• TASK INSTRUCTIONS
Please copy each line below that contains the string "ours".

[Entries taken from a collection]
►

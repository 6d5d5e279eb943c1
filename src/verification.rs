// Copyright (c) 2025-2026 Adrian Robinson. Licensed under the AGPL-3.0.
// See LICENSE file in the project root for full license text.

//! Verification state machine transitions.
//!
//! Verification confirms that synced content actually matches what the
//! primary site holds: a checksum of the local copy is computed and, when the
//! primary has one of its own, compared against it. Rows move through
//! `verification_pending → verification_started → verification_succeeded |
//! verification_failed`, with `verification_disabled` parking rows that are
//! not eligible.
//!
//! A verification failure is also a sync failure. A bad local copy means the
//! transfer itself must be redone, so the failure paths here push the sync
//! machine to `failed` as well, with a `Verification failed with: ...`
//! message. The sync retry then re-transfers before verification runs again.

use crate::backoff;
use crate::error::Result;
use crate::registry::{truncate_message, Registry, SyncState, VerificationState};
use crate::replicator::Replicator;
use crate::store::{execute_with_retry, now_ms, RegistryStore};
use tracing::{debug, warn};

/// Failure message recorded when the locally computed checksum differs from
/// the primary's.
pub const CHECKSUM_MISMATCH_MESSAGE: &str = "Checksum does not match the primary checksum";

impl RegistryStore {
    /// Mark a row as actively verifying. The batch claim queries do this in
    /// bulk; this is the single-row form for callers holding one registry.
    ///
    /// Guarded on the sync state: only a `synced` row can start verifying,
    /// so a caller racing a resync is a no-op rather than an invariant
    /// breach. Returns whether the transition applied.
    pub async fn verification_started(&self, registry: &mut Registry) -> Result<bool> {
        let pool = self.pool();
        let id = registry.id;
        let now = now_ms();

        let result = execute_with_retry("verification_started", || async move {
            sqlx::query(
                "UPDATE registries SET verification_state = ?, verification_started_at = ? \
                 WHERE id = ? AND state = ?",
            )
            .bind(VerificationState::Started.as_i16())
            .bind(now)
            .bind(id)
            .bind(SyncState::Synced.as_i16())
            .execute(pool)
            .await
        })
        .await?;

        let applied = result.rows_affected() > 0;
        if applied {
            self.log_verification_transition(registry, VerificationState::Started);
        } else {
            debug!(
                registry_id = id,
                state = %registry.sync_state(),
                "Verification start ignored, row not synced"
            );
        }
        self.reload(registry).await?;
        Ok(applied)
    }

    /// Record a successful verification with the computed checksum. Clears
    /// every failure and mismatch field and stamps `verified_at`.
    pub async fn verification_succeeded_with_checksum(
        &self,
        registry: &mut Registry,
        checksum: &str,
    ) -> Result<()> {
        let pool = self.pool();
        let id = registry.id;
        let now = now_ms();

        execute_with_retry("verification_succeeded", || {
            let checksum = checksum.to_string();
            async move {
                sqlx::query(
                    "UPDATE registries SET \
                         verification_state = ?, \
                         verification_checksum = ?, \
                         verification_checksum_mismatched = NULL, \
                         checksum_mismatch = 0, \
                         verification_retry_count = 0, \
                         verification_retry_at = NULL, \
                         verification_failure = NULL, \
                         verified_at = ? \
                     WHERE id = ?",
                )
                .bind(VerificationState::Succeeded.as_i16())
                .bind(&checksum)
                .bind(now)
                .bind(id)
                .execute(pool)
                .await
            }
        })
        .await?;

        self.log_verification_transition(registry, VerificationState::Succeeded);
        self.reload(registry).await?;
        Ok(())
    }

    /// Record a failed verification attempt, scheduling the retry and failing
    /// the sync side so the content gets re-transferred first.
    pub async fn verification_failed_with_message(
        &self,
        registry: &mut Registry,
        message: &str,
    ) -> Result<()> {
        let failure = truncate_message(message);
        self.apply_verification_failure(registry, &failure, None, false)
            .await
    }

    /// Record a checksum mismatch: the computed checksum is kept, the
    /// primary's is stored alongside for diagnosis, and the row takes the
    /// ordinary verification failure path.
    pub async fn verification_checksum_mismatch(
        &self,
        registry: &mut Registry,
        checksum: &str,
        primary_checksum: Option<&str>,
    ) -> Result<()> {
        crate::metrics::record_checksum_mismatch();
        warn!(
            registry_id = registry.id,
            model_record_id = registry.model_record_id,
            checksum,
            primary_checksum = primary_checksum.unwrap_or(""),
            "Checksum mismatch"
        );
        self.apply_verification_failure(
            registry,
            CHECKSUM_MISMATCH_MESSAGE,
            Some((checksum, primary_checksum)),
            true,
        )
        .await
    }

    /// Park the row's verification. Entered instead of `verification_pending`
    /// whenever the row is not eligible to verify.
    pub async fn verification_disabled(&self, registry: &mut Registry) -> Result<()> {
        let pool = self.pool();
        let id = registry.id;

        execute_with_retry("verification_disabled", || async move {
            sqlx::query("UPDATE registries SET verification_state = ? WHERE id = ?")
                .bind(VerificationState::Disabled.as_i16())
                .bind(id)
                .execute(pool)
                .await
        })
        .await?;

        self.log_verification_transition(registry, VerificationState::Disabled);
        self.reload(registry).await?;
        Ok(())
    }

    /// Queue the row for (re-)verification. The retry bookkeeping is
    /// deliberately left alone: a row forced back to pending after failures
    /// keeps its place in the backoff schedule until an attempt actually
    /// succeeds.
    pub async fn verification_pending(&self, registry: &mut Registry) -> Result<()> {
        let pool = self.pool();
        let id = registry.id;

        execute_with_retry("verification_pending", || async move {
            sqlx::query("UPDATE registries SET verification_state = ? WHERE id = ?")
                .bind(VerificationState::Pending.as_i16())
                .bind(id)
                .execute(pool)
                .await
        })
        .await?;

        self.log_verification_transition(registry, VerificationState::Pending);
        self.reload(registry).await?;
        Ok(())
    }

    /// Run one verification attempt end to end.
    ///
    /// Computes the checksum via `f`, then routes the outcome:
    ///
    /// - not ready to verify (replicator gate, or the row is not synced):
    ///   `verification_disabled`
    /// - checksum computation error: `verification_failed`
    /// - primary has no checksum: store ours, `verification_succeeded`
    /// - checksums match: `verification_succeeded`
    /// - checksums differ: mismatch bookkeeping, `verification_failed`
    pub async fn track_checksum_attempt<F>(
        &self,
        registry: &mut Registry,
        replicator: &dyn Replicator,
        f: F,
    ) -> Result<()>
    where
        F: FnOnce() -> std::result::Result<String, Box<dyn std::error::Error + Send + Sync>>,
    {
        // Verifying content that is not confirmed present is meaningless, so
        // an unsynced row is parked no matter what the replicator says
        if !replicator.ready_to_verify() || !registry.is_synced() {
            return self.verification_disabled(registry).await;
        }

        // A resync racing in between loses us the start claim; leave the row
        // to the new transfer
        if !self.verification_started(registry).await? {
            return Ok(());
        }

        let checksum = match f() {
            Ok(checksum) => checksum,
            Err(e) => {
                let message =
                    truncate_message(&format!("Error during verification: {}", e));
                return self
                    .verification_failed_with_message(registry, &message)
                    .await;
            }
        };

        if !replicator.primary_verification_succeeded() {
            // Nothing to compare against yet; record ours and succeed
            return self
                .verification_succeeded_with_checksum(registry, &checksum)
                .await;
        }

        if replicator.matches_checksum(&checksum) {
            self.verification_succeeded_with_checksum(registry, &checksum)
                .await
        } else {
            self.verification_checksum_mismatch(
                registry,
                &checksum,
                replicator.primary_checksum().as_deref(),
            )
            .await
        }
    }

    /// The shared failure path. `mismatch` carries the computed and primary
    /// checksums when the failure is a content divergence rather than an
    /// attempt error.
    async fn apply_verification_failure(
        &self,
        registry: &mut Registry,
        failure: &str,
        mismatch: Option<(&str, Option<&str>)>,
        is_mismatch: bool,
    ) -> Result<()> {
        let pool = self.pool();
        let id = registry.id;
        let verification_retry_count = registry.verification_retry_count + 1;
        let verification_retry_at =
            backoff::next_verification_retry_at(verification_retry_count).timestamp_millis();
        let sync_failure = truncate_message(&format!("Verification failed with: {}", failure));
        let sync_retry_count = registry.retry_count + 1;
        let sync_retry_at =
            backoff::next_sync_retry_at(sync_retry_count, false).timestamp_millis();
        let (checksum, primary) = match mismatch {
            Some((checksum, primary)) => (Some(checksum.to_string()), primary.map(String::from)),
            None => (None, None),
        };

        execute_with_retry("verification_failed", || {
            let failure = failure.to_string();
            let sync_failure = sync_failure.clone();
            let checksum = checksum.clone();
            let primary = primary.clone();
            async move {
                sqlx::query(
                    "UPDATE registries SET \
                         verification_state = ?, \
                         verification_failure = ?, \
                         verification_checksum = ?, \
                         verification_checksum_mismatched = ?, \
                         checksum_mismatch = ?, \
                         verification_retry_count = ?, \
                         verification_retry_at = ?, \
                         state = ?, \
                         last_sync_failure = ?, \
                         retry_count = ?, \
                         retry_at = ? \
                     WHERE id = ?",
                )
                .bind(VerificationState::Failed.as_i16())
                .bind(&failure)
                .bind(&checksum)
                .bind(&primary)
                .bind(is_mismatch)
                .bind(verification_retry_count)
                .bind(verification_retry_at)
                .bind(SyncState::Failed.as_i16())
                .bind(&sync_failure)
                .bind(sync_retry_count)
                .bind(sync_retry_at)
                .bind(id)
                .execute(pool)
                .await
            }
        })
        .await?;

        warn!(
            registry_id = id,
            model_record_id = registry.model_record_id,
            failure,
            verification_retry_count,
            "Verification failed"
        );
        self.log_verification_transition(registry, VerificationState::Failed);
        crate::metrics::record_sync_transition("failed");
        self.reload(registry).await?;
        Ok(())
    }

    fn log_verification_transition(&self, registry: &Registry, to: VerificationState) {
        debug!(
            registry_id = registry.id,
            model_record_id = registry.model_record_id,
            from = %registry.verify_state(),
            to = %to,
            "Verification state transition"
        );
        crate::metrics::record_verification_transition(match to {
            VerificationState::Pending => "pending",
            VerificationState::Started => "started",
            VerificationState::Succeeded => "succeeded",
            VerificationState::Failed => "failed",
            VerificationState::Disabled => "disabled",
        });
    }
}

◄

• ANSWER TO THIS PROBLEM
    /// - primary has no checksum: store ours, `verification_succeeded`
            // Nothing to compare against yet; record ours and succeed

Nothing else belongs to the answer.